[Saved data entries]
────────────────────────────────────────
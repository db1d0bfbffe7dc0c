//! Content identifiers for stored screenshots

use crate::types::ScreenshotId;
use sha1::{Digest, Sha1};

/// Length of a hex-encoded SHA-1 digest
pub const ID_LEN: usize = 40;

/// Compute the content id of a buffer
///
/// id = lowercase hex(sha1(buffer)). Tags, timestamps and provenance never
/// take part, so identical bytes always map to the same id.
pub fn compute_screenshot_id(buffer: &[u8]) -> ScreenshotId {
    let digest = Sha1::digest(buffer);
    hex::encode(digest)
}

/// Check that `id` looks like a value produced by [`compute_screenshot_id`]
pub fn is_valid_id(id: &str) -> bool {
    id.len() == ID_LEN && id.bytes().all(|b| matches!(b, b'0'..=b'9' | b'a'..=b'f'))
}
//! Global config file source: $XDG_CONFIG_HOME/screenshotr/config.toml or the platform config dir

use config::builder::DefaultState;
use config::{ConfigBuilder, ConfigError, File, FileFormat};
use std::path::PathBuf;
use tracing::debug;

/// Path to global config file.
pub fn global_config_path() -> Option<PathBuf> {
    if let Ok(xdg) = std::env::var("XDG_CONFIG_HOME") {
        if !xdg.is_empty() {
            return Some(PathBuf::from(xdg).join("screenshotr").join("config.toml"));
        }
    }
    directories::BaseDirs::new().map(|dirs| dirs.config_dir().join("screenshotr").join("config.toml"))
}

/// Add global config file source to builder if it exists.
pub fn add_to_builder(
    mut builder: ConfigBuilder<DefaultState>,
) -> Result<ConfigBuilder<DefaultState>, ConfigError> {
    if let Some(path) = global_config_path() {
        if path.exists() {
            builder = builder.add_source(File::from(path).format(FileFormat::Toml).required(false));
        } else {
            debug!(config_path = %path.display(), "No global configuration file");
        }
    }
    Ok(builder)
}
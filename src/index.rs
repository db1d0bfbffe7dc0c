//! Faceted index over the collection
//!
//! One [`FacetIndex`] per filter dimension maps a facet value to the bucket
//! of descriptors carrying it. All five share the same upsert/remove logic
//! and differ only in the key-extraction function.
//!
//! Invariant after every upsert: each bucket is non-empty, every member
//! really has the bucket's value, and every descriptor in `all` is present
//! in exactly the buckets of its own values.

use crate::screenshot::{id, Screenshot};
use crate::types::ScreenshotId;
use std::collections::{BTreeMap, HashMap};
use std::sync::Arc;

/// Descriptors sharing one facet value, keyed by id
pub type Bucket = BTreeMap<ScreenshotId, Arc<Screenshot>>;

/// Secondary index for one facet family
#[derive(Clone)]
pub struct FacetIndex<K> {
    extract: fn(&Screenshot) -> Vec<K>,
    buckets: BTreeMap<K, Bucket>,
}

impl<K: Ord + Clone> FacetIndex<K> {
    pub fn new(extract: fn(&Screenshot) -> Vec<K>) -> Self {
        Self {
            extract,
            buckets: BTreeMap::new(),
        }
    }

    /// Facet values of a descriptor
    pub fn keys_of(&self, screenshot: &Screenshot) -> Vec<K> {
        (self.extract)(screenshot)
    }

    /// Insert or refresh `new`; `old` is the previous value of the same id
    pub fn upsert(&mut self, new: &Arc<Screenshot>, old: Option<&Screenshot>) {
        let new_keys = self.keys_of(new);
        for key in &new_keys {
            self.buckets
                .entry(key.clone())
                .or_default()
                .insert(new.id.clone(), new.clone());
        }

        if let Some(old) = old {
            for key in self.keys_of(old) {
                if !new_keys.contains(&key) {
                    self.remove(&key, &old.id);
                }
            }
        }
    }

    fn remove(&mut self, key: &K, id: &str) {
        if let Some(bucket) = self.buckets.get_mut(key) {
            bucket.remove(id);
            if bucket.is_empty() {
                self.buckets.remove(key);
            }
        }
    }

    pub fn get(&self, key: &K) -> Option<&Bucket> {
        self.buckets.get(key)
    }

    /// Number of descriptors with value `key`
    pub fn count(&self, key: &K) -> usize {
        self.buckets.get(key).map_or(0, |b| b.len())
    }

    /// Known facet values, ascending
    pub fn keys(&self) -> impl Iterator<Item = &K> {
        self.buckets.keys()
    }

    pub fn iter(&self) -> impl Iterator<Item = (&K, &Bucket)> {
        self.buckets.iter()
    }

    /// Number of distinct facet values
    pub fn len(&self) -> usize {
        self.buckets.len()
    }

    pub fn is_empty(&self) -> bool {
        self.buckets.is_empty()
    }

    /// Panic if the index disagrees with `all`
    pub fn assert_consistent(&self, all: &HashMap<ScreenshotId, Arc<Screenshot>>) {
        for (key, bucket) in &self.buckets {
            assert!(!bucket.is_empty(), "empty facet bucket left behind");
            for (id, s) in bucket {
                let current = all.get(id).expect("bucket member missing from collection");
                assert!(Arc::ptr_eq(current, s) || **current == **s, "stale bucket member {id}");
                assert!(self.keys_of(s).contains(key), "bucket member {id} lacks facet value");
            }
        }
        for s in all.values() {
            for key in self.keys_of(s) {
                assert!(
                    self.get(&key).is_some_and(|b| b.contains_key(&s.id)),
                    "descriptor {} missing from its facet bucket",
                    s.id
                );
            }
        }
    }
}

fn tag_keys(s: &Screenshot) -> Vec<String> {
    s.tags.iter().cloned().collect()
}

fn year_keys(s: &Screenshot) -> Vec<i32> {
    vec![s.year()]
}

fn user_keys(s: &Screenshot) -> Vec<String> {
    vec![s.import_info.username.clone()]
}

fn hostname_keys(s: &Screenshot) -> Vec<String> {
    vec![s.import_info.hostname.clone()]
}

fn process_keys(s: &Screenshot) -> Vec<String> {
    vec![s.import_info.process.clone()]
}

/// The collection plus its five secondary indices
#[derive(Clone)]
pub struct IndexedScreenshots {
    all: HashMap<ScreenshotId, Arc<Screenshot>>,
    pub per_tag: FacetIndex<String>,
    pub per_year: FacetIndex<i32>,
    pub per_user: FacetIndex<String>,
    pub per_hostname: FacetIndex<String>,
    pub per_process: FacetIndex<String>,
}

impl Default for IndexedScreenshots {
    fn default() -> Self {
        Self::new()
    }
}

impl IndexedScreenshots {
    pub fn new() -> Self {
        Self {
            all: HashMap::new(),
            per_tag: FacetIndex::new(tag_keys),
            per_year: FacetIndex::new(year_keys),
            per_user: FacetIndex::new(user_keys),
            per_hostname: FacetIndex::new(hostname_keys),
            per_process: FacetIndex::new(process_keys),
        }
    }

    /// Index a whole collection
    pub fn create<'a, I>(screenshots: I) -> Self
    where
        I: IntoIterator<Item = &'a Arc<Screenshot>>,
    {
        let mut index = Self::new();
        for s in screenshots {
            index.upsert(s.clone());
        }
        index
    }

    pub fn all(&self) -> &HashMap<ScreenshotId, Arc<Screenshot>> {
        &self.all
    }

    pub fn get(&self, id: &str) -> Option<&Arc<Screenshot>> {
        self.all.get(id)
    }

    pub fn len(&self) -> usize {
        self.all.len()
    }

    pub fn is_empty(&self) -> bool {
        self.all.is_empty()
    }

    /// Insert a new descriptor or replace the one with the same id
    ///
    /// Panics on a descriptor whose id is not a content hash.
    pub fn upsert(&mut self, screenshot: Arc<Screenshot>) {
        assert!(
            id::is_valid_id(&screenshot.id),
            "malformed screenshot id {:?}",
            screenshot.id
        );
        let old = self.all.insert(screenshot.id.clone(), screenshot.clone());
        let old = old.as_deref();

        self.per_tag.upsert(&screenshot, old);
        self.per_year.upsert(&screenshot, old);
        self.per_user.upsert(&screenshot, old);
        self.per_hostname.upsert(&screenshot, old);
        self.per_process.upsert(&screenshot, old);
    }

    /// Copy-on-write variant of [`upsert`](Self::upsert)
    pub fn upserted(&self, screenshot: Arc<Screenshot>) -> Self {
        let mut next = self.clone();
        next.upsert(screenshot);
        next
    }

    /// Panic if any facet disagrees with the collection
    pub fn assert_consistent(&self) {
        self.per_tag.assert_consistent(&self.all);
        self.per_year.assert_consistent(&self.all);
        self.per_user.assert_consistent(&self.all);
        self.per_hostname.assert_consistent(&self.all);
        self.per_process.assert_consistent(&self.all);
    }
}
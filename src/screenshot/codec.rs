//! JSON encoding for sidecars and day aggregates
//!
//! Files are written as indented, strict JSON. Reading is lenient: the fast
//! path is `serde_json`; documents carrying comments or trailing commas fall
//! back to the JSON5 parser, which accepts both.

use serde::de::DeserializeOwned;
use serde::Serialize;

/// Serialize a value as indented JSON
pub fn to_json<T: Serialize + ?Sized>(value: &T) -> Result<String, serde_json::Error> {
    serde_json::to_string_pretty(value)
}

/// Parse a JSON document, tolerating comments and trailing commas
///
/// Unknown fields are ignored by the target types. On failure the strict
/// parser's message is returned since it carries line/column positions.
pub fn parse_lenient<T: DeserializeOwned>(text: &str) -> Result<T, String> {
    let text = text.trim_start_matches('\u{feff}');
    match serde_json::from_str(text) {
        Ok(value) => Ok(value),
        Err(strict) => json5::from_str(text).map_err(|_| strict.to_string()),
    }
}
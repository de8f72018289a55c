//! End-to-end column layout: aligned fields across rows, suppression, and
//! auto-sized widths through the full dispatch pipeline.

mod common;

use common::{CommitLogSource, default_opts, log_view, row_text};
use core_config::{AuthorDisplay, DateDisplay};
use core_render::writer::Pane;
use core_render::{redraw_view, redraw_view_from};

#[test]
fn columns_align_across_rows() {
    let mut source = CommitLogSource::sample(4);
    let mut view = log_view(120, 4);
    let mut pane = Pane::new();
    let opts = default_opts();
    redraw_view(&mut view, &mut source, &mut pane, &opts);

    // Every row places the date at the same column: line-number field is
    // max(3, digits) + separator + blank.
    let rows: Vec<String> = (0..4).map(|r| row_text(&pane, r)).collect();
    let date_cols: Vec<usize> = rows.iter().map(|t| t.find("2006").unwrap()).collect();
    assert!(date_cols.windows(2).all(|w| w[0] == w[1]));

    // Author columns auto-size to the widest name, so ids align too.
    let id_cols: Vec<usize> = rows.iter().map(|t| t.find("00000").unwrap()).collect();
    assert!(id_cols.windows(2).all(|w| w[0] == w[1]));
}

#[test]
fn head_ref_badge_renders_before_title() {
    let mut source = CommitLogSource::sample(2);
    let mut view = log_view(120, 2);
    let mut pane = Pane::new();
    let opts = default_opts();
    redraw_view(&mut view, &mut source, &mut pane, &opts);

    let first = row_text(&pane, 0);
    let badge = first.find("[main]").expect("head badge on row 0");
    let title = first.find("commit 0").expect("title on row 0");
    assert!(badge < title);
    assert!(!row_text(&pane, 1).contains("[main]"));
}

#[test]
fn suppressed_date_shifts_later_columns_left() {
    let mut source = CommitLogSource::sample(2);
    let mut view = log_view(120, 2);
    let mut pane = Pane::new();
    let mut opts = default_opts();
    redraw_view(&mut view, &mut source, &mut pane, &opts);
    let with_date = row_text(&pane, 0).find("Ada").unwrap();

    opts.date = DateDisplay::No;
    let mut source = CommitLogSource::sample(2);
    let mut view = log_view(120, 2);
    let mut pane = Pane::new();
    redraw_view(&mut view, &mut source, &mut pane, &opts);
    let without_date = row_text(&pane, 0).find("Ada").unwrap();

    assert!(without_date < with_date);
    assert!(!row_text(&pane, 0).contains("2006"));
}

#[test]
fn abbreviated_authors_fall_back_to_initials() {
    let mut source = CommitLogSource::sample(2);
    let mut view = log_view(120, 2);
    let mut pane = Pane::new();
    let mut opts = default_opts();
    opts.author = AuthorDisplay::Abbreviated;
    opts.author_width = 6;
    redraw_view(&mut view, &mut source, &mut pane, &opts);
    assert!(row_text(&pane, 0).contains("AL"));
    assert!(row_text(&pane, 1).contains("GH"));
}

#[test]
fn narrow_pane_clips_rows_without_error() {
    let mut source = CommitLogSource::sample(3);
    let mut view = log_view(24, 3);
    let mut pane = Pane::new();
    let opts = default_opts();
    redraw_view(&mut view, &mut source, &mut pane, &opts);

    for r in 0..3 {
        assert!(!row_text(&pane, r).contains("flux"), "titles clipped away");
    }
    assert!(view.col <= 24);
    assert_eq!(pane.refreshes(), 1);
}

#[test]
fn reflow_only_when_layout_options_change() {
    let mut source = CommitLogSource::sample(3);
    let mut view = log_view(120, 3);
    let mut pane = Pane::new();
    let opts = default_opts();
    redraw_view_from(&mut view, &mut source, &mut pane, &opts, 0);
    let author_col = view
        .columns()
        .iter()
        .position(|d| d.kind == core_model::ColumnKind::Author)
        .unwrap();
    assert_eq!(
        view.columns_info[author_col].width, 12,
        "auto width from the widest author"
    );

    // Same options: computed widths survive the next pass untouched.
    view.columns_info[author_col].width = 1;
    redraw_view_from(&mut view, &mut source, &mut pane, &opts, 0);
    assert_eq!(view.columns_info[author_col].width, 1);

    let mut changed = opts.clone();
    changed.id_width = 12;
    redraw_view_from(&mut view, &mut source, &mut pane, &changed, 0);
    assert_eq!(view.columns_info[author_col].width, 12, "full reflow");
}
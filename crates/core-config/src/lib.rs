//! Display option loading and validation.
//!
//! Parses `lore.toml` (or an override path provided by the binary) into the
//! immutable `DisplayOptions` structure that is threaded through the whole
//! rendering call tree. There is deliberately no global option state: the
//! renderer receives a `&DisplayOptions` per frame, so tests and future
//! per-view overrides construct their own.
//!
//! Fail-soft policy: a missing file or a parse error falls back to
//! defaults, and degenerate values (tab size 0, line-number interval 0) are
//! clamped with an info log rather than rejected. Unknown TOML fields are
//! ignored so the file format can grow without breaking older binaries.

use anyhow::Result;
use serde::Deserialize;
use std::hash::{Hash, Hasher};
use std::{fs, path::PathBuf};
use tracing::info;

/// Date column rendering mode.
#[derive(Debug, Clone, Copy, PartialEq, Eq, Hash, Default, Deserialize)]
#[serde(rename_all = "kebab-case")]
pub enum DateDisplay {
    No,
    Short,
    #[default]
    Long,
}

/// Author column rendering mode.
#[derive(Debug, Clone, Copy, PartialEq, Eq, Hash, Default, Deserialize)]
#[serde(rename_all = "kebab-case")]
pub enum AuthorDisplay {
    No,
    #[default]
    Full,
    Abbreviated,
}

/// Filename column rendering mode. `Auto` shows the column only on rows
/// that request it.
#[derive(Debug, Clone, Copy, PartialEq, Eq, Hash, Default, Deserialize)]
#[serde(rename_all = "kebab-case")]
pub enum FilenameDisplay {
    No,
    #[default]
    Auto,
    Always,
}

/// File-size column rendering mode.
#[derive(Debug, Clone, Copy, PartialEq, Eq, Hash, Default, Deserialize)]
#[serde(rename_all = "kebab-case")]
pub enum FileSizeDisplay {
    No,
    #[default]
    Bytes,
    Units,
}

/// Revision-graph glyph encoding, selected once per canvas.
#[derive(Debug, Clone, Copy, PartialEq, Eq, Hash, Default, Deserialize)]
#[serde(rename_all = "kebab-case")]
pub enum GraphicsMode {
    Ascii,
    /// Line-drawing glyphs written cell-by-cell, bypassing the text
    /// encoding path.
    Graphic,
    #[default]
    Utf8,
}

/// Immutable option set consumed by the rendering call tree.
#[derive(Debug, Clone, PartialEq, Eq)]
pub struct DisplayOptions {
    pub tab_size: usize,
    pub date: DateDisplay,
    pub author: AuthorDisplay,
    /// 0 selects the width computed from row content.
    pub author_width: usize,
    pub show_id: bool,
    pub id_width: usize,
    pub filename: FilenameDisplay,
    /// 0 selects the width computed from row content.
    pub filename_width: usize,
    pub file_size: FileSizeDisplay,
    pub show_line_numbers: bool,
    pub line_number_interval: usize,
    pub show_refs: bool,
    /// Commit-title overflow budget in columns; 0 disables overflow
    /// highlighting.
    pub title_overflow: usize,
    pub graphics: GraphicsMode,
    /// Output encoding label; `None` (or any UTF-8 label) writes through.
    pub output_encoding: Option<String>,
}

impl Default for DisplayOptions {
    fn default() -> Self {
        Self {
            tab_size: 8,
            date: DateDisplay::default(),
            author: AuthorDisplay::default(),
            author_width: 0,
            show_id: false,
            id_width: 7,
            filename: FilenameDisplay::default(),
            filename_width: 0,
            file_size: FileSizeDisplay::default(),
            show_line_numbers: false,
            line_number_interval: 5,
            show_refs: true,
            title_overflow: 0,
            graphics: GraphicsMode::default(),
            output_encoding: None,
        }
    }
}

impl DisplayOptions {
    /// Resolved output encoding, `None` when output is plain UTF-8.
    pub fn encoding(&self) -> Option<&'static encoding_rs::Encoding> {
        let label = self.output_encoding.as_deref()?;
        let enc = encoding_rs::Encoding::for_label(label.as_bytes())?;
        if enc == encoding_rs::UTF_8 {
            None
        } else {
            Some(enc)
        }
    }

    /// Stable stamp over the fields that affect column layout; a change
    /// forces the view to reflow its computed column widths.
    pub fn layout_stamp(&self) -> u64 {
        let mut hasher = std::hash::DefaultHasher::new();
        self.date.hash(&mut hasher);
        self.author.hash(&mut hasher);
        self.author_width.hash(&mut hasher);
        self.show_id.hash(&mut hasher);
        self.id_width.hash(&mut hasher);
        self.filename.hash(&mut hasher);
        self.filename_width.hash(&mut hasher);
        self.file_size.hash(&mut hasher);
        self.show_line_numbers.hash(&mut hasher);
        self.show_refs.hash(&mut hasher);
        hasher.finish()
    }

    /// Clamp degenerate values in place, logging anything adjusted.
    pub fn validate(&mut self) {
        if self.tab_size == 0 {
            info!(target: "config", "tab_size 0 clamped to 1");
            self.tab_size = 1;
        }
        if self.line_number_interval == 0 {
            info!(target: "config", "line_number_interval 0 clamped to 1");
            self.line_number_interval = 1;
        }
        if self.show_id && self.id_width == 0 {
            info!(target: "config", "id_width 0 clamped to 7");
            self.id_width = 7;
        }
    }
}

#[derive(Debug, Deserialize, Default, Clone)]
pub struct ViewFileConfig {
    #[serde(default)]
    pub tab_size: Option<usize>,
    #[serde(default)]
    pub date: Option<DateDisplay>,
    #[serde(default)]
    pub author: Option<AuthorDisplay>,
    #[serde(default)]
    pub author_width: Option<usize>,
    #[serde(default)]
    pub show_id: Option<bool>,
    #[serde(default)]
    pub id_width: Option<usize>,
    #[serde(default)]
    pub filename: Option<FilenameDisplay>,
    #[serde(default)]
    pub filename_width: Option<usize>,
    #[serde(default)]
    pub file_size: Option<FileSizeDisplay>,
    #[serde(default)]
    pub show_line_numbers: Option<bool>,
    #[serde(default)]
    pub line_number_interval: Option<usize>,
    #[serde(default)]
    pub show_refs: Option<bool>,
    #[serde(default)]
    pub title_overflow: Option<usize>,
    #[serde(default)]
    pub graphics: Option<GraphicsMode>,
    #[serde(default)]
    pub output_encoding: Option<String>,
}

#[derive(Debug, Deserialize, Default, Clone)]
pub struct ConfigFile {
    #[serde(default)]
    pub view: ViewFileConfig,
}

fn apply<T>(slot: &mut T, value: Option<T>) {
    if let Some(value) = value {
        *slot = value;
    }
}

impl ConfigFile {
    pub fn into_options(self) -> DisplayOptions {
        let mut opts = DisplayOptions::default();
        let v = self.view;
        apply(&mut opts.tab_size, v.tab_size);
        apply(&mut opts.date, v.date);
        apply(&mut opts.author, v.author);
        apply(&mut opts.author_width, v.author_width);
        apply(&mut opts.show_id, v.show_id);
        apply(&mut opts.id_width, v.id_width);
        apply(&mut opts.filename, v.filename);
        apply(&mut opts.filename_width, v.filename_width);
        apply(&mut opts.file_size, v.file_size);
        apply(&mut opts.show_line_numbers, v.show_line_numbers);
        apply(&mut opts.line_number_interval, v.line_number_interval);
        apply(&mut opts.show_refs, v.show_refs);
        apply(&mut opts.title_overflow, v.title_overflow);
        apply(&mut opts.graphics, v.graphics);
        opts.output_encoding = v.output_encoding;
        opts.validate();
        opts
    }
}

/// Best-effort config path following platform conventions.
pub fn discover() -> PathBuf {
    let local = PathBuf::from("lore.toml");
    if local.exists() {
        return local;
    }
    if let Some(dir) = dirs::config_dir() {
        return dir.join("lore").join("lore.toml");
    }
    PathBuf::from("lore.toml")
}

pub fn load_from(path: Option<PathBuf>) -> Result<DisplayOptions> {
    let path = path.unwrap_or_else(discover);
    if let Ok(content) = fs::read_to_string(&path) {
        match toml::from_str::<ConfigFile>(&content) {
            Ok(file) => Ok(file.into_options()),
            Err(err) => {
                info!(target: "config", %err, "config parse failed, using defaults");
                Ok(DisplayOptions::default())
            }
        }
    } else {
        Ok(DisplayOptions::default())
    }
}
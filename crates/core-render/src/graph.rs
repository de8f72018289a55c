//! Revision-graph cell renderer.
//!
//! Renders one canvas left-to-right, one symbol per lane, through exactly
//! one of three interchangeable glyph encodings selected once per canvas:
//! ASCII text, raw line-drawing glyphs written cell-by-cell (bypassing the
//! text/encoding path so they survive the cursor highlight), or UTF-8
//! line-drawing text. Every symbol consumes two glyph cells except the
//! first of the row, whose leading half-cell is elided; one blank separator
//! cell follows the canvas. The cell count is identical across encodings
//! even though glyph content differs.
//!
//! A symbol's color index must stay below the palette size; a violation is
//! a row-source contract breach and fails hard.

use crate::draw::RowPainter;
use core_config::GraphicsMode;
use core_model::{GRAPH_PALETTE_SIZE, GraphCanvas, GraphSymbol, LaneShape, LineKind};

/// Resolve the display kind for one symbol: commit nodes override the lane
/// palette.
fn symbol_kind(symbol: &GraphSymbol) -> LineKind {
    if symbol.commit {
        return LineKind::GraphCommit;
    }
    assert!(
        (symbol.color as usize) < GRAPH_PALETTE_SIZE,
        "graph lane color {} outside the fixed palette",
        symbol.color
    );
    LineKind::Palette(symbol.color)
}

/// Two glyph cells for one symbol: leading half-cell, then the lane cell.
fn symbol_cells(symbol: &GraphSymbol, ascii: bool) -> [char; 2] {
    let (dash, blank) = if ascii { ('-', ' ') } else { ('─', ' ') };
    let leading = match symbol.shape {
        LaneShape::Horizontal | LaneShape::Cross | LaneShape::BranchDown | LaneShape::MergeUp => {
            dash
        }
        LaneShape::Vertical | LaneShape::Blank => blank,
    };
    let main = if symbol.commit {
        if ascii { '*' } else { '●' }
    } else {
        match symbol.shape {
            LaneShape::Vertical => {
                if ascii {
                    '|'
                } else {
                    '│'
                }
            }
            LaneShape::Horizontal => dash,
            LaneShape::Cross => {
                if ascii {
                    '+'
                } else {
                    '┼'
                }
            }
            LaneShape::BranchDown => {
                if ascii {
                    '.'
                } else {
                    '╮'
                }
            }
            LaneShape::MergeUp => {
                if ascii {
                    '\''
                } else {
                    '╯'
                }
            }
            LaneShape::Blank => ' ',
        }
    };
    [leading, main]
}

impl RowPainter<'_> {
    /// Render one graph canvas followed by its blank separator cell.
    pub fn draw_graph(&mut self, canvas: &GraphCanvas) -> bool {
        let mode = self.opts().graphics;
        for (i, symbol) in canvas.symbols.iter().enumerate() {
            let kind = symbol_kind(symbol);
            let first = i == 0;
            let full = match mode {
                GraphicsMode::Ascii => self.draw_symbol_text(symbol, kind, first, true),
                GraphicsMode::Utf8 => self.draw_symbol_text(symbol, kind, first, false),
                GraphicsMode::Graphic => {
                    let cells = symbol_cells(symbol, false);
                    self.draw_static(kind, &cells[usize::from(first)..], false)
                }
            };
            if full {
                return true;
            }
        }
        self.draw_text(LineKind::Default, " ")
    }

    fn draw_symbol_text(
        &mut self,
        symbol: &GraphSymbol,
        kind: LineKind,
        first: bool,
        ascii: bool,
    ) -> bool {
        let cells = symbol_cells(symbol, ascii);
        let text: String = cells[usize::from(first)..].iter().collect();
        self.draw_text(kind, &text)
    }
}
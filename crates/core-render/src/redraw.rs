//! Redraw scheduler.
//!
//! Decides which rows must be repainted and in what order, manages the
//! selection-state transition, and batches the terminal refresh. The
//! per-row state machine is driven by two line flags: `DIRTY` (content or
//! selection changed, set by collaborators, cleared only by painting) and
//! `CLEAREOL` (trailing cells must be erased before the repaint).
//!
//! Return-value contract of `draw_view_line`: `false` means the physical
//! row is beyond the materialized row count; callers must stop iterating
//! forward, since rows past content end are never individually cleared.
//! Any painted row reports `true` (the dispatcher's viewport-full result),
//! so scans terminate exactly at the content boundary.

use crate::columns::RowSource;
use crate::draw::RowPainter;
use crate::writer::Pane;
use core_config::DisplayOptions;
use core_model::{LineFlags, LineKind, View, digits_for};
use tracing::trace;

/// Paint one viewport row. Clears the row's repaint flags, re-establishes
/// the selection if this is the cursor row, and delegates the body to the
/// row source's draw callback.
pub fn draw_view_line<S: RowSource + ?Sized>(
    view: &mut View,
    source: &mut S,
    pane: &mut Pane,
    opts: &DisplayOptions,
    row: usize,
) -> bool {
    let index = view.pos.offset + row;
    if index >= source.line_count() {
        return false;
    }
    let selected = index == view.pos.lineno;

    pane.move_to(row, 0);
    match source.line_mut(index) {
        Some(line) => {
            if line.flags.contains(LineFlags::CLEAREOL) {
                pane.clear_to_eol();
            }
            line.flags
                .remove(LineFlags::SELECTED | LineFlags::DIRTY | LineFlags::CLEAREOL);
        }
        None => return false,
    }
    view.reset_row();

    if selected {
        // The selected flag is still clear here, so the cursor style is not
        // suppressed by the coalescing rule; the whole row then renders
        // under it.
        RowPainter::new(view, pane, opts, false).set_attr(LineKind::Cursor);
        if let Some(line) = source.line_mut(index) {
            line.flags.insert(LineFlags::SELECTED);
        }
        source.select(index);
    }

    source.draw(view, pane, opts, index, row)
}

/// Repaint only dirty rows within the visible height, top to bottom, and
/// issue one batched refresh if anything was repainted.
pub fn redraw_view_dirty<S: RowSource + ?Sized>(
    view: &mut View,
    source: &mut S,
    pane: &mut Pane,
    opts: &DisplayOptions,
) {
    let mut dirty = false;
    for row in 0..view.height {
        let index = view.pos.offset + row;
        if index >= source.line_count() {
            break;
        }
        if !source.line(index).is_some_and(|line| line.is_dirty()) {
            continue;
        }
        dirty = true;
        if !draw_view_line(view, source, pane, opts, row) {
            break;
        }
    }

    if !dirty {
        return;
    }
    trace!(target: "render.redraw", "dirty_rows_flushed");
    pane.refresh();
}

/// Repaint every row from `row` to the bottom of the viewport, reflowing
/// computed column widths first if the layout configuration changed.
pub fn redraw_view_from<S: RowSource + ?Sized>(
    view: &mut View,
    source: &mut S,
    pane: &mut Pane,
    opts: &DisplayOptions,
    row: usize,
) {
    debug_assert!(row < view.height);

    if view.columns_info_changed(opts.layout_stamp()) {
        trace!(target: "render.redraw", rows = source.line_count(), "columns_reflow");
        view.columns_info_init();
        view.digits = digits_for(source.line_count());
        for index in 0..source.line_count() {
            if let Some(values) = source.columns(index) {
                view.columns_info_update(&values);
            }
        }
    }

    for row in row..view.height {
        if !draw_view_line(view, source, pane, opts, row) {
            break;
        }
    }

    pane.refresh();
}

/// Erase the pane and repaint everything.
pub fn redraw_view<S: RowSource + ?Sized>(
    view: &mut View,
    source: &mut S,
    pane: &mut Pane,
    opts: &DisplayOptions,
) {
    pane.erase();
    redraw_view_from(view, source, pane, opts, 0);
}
────────────────────────────────────────
Task brief - What lines in the data above contain the word "drawing"? Copy them all.

Response to the task -
    /// Line-drawing glyphs written cell-by-cell, bypassing the text
//! ASCII text, raw line-drawing glyphs written cell-by-cell (bypassing the
//! line-drawing text. Every symbol consumes two glyph cells except the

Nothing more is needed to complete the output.